**ACTIVITY**
Go through each line of the records below and count those with the word "DateTime". Give only the count.

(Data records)
════════════════════

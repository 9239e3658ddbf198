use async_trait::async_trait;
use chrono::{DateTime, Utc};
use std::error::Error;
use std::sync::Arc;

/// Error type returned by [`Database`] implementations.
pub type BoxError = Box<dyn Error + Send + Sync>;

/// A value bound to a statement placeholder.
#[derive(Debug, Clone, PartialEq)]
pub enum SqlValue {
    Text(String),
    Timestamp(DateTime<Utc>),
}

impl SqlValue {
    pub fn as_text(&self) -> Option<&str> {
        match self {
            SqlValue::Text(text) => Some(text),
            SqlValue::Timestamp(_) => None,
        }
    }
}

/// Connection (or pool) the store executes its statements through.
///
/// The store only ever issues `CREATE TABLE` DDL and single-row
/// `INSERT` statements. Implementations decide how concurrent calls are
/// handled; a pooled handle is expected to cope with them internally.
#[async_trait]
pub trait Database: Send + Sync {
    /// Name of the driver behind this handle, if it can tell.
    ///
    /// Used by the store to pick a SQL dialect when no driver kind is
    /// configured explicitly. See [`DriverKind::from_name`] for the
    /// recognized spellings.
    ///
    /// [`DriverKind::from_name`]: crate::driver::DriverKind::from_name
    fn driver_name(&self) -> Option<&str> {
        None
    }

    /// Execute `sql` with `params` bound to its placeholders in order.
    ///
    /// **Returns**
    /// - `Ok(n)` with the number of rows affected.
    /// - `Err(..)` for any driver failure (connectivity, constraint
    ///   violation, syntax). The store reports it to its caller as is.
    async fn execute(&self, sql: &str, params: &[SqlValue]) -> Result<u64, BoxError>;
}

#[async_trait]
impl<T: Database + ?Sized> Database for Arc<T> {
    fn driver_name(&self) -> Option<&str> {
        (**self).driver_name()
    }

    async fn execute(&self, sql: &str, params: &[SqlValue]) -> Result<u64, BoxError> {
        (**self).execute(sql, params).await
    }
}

════════════════════

**TASK SOLUTION**
2